In cosmos notebook, use maglev kernel to run this code.
Original reference notebook:
- https://github.paypal.com/DART/eve-builder-util/blob/master/bizlog-pull/src/main/resources/pull-event-bizlog-example-pyspark.ipynb

- For raw data path, please refer `/sys/pp_dm/dm_hdp_batch/kafka_data/RISK/BLOGGING/riskdataprocessmsgd/`, one folder for each event. Note that raw data is downsampled, usually sample rate is 0.0002. Raw data file is partitioned by time, for example, /data/file/2023/05/01/00 fefers to event published in 2023-05-01 00:00:00 to 00:59:59.
  Can use spark wildcard pattern to load multiple data file.
- For wildcard pattern, pls refer here: https://hail.is/docs/0.2/hadoop_glob_patterns.html and https://man7.org/linux/man-pages/man7/glob.7.html
- For general elements, just use dot access schema. For list elements, use dot.{index} to access.
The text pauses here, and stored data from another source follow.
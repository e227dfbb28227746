//! Generic ingestion type definitions
//!
//! These types are independent of any concrete backend and are shared by the
//! source adapters, the registry, and the manager.

use serde::{Deserialize, Serialize};
use std::error::Error;
use std::fmt;
use std::path::PathBuf;

/// Environment variable selecting the active data source kind.
pub const DATA_SOURCE_ENV: &str = "DATA_SOURCE";

/// An untyped statement record as delivered by a source.
///
/// Record field schema is owned by the downstream validation collaborator;
/// this crate treats records as opaque nested maps and never inspects their
/// business content.
pub type RawRecord = serde_json::Value;

/// Supported data source kinds
#[derive(Debug, Clone, Copy, PartialEq, Eq, Hash, Serialize, Deserialize)]
#[serde(rename_all = "snake_case")]
pub enum SourceKind {
    /// Durable partitioned message-broker topic (Kafka consumer group)
    Kafka,
    /// Watched filesystem directory receiving ad-hoc file drops
    FileWatcher,
}

impl SourceKind {
    pub fn as_str(&self) -> &'static str {
        match self {
            SourceKind::Kafka => "kafka",
            SourceKind::FileWatcher => "file_watcher",
        }
    }

    /// Resolve the source kind from the `DATA_SOURCE` environment variable.
    ///
    /// Defaults to the file watcher when the variable is unset; an invalid
    /// value is logged and also falls back to the file watcher.
    pub fn from_env() -> Self {
        match std::env::var(DATA_SOURCE_ENV) {
            Ok(value) => value.parse().unwrap_or_else(|_| {
                log::warn!(
                    "Invalid data source type '{}', defaulting to file_watcher",
                    value
                );
                SourceKind::FileWatcher
            }),
            Err(_) => SourceKind::FileWatcher,
        }
    }
}

impl fmt::Display for SourceKind {
    fn fmt(&self, f: &mut fmt::Formatter<'_>) -> fmt::Result {
        write!(f, "{}", self.as_str())
    }
}

impl std::str::FromStr for SourceKind {
    type Err = String;

    fn from_str(s: &str) -> Result<Self, Self::Err> {
        match s.to_lowercase().as_str() {
            "kafka" => Ok(SourceKind::Kafka),
            "file_watcher" | "filewatcher" | "file" => Ok(SourceKind::FileWatcher),
            _ => Err(format!("Unknown data source kind: {}", s)),
        }
    }
}

/// Live status snapshot for one source adapter
#[derive(Debug, Clone, Serialize)]
pub struct SourceStatus {
    pub connected: bool,
    pub kind: SourceKind,
    /// Records handed to downstream since the adapter was constructed
    pub records_consumed: u64,
    /// Records or files excluded because their payload failed to decode
    pub decode_errors: u64,
    pub detail: StatusDetail,
}

/// Kind-specific status counters and identity
#[derive(Debug, Clone, Serialize)]
pub enum StatusDetail {
    Kafka {
        brokers: String,
        topic: String,
        group_id: String,
    },
    FileWatcher {
        queue_depth: usize,
        input_files_pending: usize,
        archived_files: usize,
        error_files: usize,
        input_dir: PathBuf,
        archive_dir: PathBuf,
        error_dir: PathBuf,
    },
}

/// Error types for data source operations
#[derive(Debug)]
pub enum DataSourceError {
    /// Invalid or missing configuration (unknown kind, bad field value)
    Configuration(String),
    /// Backend could not be reached
    Connection(String),
    /// Operation attempted before any source was initialized
    NoActiveSource,
}

impl fmt::Display for DataSourceError {
    fn fmt(&self, f: &mut fmt::Formatter<'_>) -> fmt::Result {
        match self {
            DataSourceError::Configuration(msg) => write!(f, "Configuration error: {}", msg),
            DataSourceError::Connection(msg) => write!(f, "Connection error: {}", msg),
            DataSourceError::NoActiveSource => write!(f, "No data source initialized"),
        }
    }
}

impl Error for DataSourceError {}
In below example, user_cc is a list, use `user_cc.0` to get first list element.
- If schema path contains dash (`-`), pls use `path.to.'some-dash-linked-schema'` to access.
- Way to pull K-V pair schema path: `"findInKVPairs(request.body.context.data_set.k_v_pairs, 'ucc_sender_email_address')"`

In [None]:
from automation_utils.spark.session import get_spark
from bizlog_pull_py.bom_bizlog_tool import BomBizlogTool
from bizlog_pull_py.event_log_tool import EventLogTool

spark = None # spark instance

data_dir = '' # event raw message data dir

event_tool = EventLogTool(spark)


event_tool.eventPath(f"{data_dir}/2023/05/10/10/*")
# defaut event type value is applicable to most events but in some cases raw data
# is json format. You need to specify data type here.
event_tool.eventType('JSON') 


# put elements schema here to extract fields you want.
event_tool.elements("payment_attempt.user_cc.0.first_name",
                    "payment_attempt.user_cc.0.last_name",
                    "payment_attempt.account_number",
                    "payment_attempt.time_event_published",
                    "payment_attempt.counterparty",
                    "payment_attempt.usd_amount.amount",
                    "payment_attempt.sender_account.first_name", 
                    "payment_attempt.sender_account.last_name"
                    )

df = event_tool.pull()

df.show(10)

# EVE builder code snippet

You can validate your expression in EVE: https://gds.paypalinc.com/evebuilder/express_validation

## filter not null

In [None]:

(ACEEvent.firstName != null && ACEEvent.firstName  != '') || (ACEEvent.lastName != null && ACEEvent.lastName  != '')



## string to lower case

In [None]:

PaymentAttempt.transactionType == null ? '': PaymentAttempt.transactionType.toLowerCase() == 'a'



## concate string

In [None]:
PaymentAttempt.phoneCountryCode.concat(PaymentAttempt.phoneNumber)